Trois villages olympiques
En matière d’hébergement de la famille olympique, Annecy 2018 a présenté son concept original, à savoir la création de trois villages olympiques plus un village satellite à Aime pour les disciplines liées à la piste de bob. Soit 5100 lits pour loger tout ce beau monde ! Un premier village sera installé à Annecy-Pringy. Abritant 2500 places, il sera réservé à tous les patineurs, ainsi qu’aux freestylers et aux snowboarders. Ce village sera maintenu pour l’accueil des jeux paralympiques. Le second sera implanté à Chamonix. Enfin, le troisième village, décidé dernièrement, verra le jour à Saint-Jean-de-Sixt, petite commune à mi-chemin entre La Clusaz et le Grand Bornand. Erigé sur l’emplacement historique du village, il accueillera pour sa part tous les athlètes des disciplines nordiques. Une fois les JO finis, la commune le transformera en logements pour les enfants du pays qui ne peuvent plus s’installer dans leur village natal, pression foncière oblige.

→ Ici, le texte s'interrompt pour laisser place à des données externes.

//! Playback surface - keeps an audio device in step with `PlayerState`
//!
//! The surface is the only thing that issues device commands. After every
//! state transition the session calls [`PlaybackSurface::reconcile`], which
//! diffs the state against what the device was last told and issues the
//! missing commands. Device events go the other way through [`translate`].

use crate::{
    device::{AudioDevice, DeviceEvent, DeviceEventKind, LoadToken},
    state::PlayerState,
    types::PlayerCommand,
};
use serde::{Deserialize, Serialize};
use tracing::{debug, info};

/// What a device event asks for
#[derive(Debug, Clone)]
pub enum Reaction {
    /// Apply a state command
    Command(PlayerCommand),

    /// Display-only playhead update
    Elapsed(u32),

    /// Display-only duration update
    Duration(u32),

    /// Play the current episode again from the start
    Restart,
}

/// Map a device event to the reaction it calls for
///
/// Pure: reads the state, never changes it. End-of-track resolution lives
/// here because only at the end of a track is "is there anything after
/// this" the question being asked.
pub fn translate(state: &PlayerState, event: &DeviceEventKind) -> Reaction {
    match event {
        DeviceEventKind::Started => Reaction::Command(PlayerCommand::SetPlayingState(true)),
        DeviceEventKind::Paused | DeviceEventKind::Failed(_) => {
            Reaction::Command(PlayerCommand::SetPlayingState(false))
        }
        DeviceEventKind::TimeUpdated(seconds) => Reaction::Elapsed(*seconds),
        DeviceEventKind::MetadataLoaded { duration_seconds } => {
            Reaction::Duration(*duration_seconds)
        }
        DeviceEventKind::Ended => resolve_end_of_track(state),
    }
}

fn resolve_end_of_track(state: &PlayerState) -> Reaction {
    if state.is_looping() && state.current_episode().is_some() {
        Reaction::Restart
    } else if state.has_next() {
        Reaction::Command(PlayerCommand::Next)
    } else {
        Reaction::Command(PlayerCommand::Clear)
    }
}

/// Elapsed and total time of the current episode, display only
#[derive(Debug, Clone, Copy, PartialEq, Eq, Default, Serialize, Deserialize)]
pub struct Progress {
    pub elapsed_seconds: u32,
    pub duration_seconds: u32,
}

/// Values for the seek slider
#[derive(Debug, Clone, Copy, PartialEq, Eq, Default, Serialize, Deserialize)]
pub struct SeekControl {
    pub max: u32,
    pub value: u32,
}

/// What a reconcile pass changed on the device
#[derive(Debug, Clone, Copy, PartialEq, Eq, Default)]
pub struct Reconciled {
    pub episode_changed: bool,
    pub playing_changed: bool,
    pub looping_changed: bool,
}

impl Reconciled {
    pub fn any(&self) -> bool {
        self.episode_changed || self.playing_changed || self.looping_changed
    }
}

// What the device was last told
#[derive(Debug, Clone, Copy, Default)]
struct Observed {
    selection: u64,
    is_playing: bool,
    is_looping: bool,
}

/// Binds `PlayerState` to an audio device and a seek control
pub struct PlaybackSurface<D: AudioDevice> {
    device: D,
    token: LoadToken,
    observed: Observed,
    progress: Progress,
    // Whether `progress.duration_seconds` came from the device
    duration_reported: bool,
}

impl<D: AudioDevice> PlaybackSurface<D> {
    /// Wrap a device, matching a freshly created `PlayerState`
    pub fn new(device: D) -> Self {
        Self {
            device,
            token: LoadToken::default(),
            observed: Observed::default(),
            progress: Progress::default(),
            duration_reported: false,
        }
    }

    /// Bring the device in line with `state`
    pub fn reconcile(&mut self, state: &PlayerState) -> Reconciled {
        let mut change = Reconciled::default();

        if state.selection() != self.observed.selection {
            self.observed.selection = state.selection();
            change.episode_changed = true;
            self.token = self.token.next();
            self.duration_reported = false;

            match state.current_episode() {
                Some(episode) => {
                    info!(
                        title = %episode.title,
                        index = ?state.current_index(),
                        token = self.token.id(),
                        "Loading episode"
                    );

                    // Reset the display before the device says anything so
                    // the previous episode's time never shows.
                    self.progress = Progress {
                        elapsed_seconds: 0,
                        duration_seconds: episode.duration_seconds,
                    };

                    self.device.load(self.token, &episode.source_url);
                    self.device.seek(0);
                    self.device.set_loop(state.is_looping());
                    self.observed.is_looping = state.is_looping();

                    if state.is_playing() {
                        self.device.play();
                    }
                    self.observed.is_playing = state.is_playing();
                }
                None => {
                    info!("Nothing selected, unloading device");
                    self.progress = Progress::default();
                    self.device.stop();
                    self.observed.is_playing = false;
                }
            }
        }

        if state.is_playing() != self.observed.is_playing {
            self.observed.is_playing = state.is_playing();
            change.playing_changed = true;

            if state.is_playing() {
                self.device.play();
            } else {
                self.device.pause();
            }
        }

        if state.is_looping() != self.observed.is_looping {
            self.observed.is_looping = state.is_looping();
            change.looping_changed = true;
            self.device.set_loop(state.is_looping());
        }

        change
    }

    /// Whether an event belongs to the currently loaded episode
    pub fn accepts(&self, event: &DeviceEvent) -> bool {
        if event.token == self.token {
            true
        } else {
            debug!(
                event_token = event.token.id(),
                current_token = self.token.id(),
                "Dropping stale device event"
            );
            false
        }
    }

    /// Record a device playhead report, clamped to the known duration
    pub fn set_elapsed(&mut self, seconds: u32) {
        self.progress.elapsed_seconds = seconds.min(self.progress.duration_seconds);
    }

    /// Record the device-reported duration
    pub fn set_duration(&mut self, seconds: u32) {
        self.duration_reported = true;
        self.progress.duration_seconds = seconds;
        self.progress.elapsed_seconds = self.progress.elapsed_seconds.min(seconds);
    }

    /// Play the current episode again from zero
    pub fn restart(&mut self, state: &PlayerState) {
        if state.current_episode().is_none() {
            return;
        }

        self.device.seek(0);
        self.progress.elapsed_seconds = 0;
        if state.is_playing() {
            self.device.play();
        }
    }

    /// Move the playhead from the seek control
    ///
    /// The displayed time jumps immediately rather than waiting for the
    /// device to confirm; the next `TimeUpdated` reconciles any difference.
    /// Only a device-reported duration limits the device seek; the displayed
    /// time stays within the current duration. Returns the position sent to
    /// the device, or `None` with nothing selected.
    pub fn seek_to(&mut self, state: &PlayerState, amount: u32) -> Option<u32> {
        state.current_episode()?;

        let position = if self.duration_reported {
            amount.min(self.progress.duration_seconds)
        } else {
            amount
        };
        self.device.seek(position);

        self.progress.elapsed_seconds = position.min(self.progress.duration_seconds);
        Some(position)
    }

    pub fn progress(&self) -> Progress {
        self.progress
    }

    pub fn seek_control(&self) -> SeekControl {
        SeekControl {
            max: self.progress.duration_seconds,
            value: self.progress.elapsed_seconds,
        }
    }

    /// Token of the most recent load
    pub fn token(&self) -> LoadToken {
        self.token
    }

    pub fn device(&self) -> &D {
        &self.device
    }

    pub fn device_mut(&mut self) -> &mut D {
        &mut self.device
    }
}
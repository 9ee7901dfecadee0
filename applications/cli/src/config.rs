/// Terminal player configuration
use crate::error::{CliError, Result};
use serde::{Deserialize, Serialize};
use std::path::{Path, PathBuf};

const DEFAULT_CONFIG_FILE: &str = "podcastr.toml";

#[derive(Debug, Clone, Deserialize, Serialize)]
pub struct CliConfig {
    /// How often the simulated device clock advances, in milliseconds
    #[serde(default = "default_tick_millis")]
    pub tick_millis: u64,

    /// `tracing` filter used when `RUST_LOG` is not set
    #[serde(default = "default_log_filter")]
    pub log_filter: String,

    #[serde(default)]
    pub start_looping: bool,

    #[serde(default)]
    pub start_shuffling: bool,
}

impl CliConfig {
    /// Load configuration from file and environment
    ///
    /// An explicit `path` must exist; otherwise `podcastr.toml` in the
    /// working directory is used when present. `PODCASTR_*` variables
    /// override file values.
    pub fn load(path: Option<&Path>) -> Result<Self> {
        let mut settings = config::Config::builder();

        match path {
            Some(path) => {
                if !path.exists() {
                    return Err(CliError::Config(format!(
                        "Config file not found: {:?}",
                        path
                    )));
                }
                settings = settings.add_source(config::File::from(path.to_path_buf()));
            }
            None => {
                let default_path = PathBuf::from(DEFAULT_CONFIG_FILE);
                if default_path.exists() {
                    settings = settings.add_source(config::File::from(default_path));
                }
            }
        }

        // Override with environment variables (prefixed with PODCASTR_)
        settings = settings.add_source(config::Environment::with_prefix("PODCASTR").try_parsing(true));

        let config: Self = settings
            .build()
            .map_err(|e| CliError::Config(e.to_string()))?
            .try_deserialize()
            .map_err(|e| CliError::Config(e.to_string()))?;

        config.validate()?;
        Ok(config)
    }

    /// Validate configuration
    pub fn validate(&self) -> Result<()> {
        if self.tick_millis == 0 {
            return Err(CliError::Config(
                "tick_millis must be greater than zero (set PODCASTR_TICK_MILLIS)".to_string(),
            ));
        }

        Ok(())
    }
}

// Default values
fn default_tick_millis() -> u64 {
    1000
}

fn default_log_filter() -> String {
    "podcastr_cli=info,podcastr_playback=info".to_string()
}

impl Default for CliConfig {
    fn default() -> Self {
        Self {
            tick_millis: default_tick_millis(),
            log_filter: default_log_filter(),
            start_looping: false,
            start_shuffling: false,
        }
    }
}
//! Line commands typed into the terminal player

use podcastr_playback::{format_duration, PlayerEvent, PlayerSession, Queue, SimulatedDevice};

/// A parsed console line
#[derive(Debug, Clone, PartialEq, Eq)]
pub enum ConsoleCommand {
    Play,
    Pause,
    Toggle,
    Next,
    Previous,
    Loop,
    Shuffle,
    Seek(u32),
    Select(usize),
    Status,
    Help,
    Quit,
}

impl ConsoleCommand {
    /// Parse one line of input
    pub fn parse(line: &str) -> Result<Self, String> {
        let mut words = line.split_whitespace();
        let Some(word) = words.next() else {
            return Err("empty command".to_string());
        };

        let command = match word.to_ascii_lowercase().as_str() {
            "play" => Self::Play,
            "pause" => Self::Pause,
            "toggle" | "p" => Self::Toggle,
            "next" | "n" => Self::Next,
            "prev" | "previous" | "b" => Self::Previous,
            "loop" | "l" => Self::Loop,
            "shuffle" | "s" => Self::Shuffle,
            "seek" => Self::Seek(parse_arg(words.next(), "seek <seconds>")?),
            "select" => Self::Select(parse_arg(words.next(), "select <index>")?),
            "status" | "?" => Self::Status,
            "help" | "h" => Self::Help,
            "quit" | "exit" | "q" => Self::Quit,
            other => return Err(format!("unknown command '{}', try 'help'", other)),
        };

        Ok(command)
    }
}

fn parse_arg<T: std::str::FromStr>(word: Option<&str>, usage: &str) -> Result<T, String> {
    word.and_then(|w| w.parse().ok())
        .ok_or_else(|| format!("usage: {}", usage))
}

pub const HELP: &str = "\
commands:
  play | pause | toggle (p)   control playback
  next (n) | prev (b)         move through the queue
  loop (l) | shuffle (s)      toggle modes
  seek <seconds>              jump within the episode
  select <index>              pick an episode from the catalog
  status (?)                  show what is playing
  quit (q)                    leave";

/// Describe a player event for the terminal, `None` for silent ones
pub fn describe_event(event: &PlayerEvent, queue_len: usize) -> Option<String> {
    match event {
        PlayerEvent::EpisodeChanged { index, title } => Some(format!(
            "Now playing [{}/{}]: {}",
            index + 1,
            queue_len,
            title
        )),
        PlayerEvent::StateChanged {
            is_playing,
            is_looping,
            is_shuffling,
        } => Some(format!(
            "{} | loop {} | shuffle {}",
            if *is_playing { "playing" } else { "paused" },
            on_off(*is_looping),
            on_off(*is_shuffling)
        )),
        PlayerEvent::QueueCleared => Some("Queue finished".to_string()),
        PlayerEvent::CommandRejected { reason } => Some(format!("Rejected: {}", reason)),
        PlayerEvent::ProgressChanged { .. } => None,
    }
}

/// One-line status for the `status` command
pub fn describe_status(session: &PlayerSession<SimulatedDevice>, catalog: &Queue) -> String {
    match session.now_playing() {
        Some(now) => format!(
            "[{}/{}] {} - {}  {} / {}  ({})",
            now.index + 1,
            session.state().queue().len(),
            now.episode.title,
            now.episode.members,
            now.elapsed,
            now.duration,
            if now.is_playing { "playing" } else { "paused" }
        ),
        None => format!(
            "Nothing selected ({} episodes in catalog, use 'select <index>')",
            catalog.len()
        ),
    }
}

/// Catalog listing line
pub fn describe_catalog_entry(index: usize, title: &str, members: &str, seconds: u32) -> String {
    format!("{:>3}  {:>6}  {} - {}", index, format_duration(seconds), title, members)
}

fn on_off(flag: bool) -> &'static str {
    if flag {
        "on"
    } else {
        "off"
    }
}

#[cfg(test)]
mod tests {
    use super::*;

    #[test]
    fn parses_commands_and_aliases() {
        assert_eq!(ConsoleCommand::parse("next"), Ok(ConsoleCommand::Next));
        assert_eq!(ConsoleCommand::parse("  B "), Ok(ConsoleCommand::Previous));
        assert_eq!(ConsoleCommand::parse("seek 90"), Ok(ConsoleCommand::Seek(90)));
        assert_eq!(ConsoleCommand::parse("select 2"), Ok(ConsoleCommand::Select(2)));
        assert_eq!(ConsoleCommand::parse("q"), Ok(ConsoleCommand::Quit));
    }

    #[test]
    fn rejects_bad_input() {
        assert!(ConsoleCommand::parse("").is_err());
        assert!(ConsoleCommand::parse("seek").is_err());
        assert!(ConsoleCommand::parse("seek -4").is_err());
        assert!(ConsoleCommand::parse("rewind").is_err());
    }

    #[test]
    fn describes_events() {
        let event = PlayerEvent::EpisodeChanged {
            index: 0,
            title: "Faladev #30".to_string(),
        };
        assert_eq!(
            describe_event(&event, 3).as_deref(),
            Some("Now playing [1/3]: Faladev #30")
        );

        let event = PlayerEvent::StateChanged {
            is_playing: false,
            is_looping: true,
            is_shuffling: false,
        };
        assert_eq!(
            describe_event(&event, 3).as_deref(),
            Some("paused | loop on | shuffle off")
        );

        let event = PlayerEvent::ProgressChanged {
            elapsed_seconds: 1,
            duration_seconds: 2,
        };
        assert_eq!(describe_event(&event, 3), None);
    }

    #[test]
    fn catalog_entries_show_formatted_duration() {
        assert_eq!(
            describe_catalog_entry(1, "Faladev #30", "Diego", 3981),
            "  1   66:21  Faladev #30 - Diego"
        );
    }
}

Campagne télé pour Annecy 2018
Alors que la Commission d’évaluation du CIO juge en ce moment sur le terrain le dossier de candidature d’Annecy 2018, la ville candidate met les bouchées doubles côté communication. Une grande campagne de TV a été lancée à l’assaut du petit écran à la veille des vacances scolaires où les sports d’hiver battent traditionnellement leur plein. Le spot, concocté par l’agence Euro RSCG 360, évoque le positionnement d’Annecy 2018, qui prône un retour à l’essentiel. La réalisation a été confiée à jeune réalisateur, Nicolas Bary, remarqué pour son premier long métrage Les enfants de Timpelbach (2008). Esthétique et clair, ce 30 secondes est diffusé jusqu’à mis mars sur France Télévision et Direct 8, les chaînes partenaires, mais aussi sur TV8Mont-Blanc et autres supports Internet. "Nous n’avons pas fait de plan média classique avec achat d’espaces à la clé", explique Claire Jouet d’Havas Sport Entertainment. " De nombreuses fédérations sportives ont eu le coup de coeur pour le film et qui veulent nous soutenir en le diffusant. Nous leur fournissons le support qu’il leur faut pour qu’ils le diffusent et offrent à la candidature une visibilité encore plus large".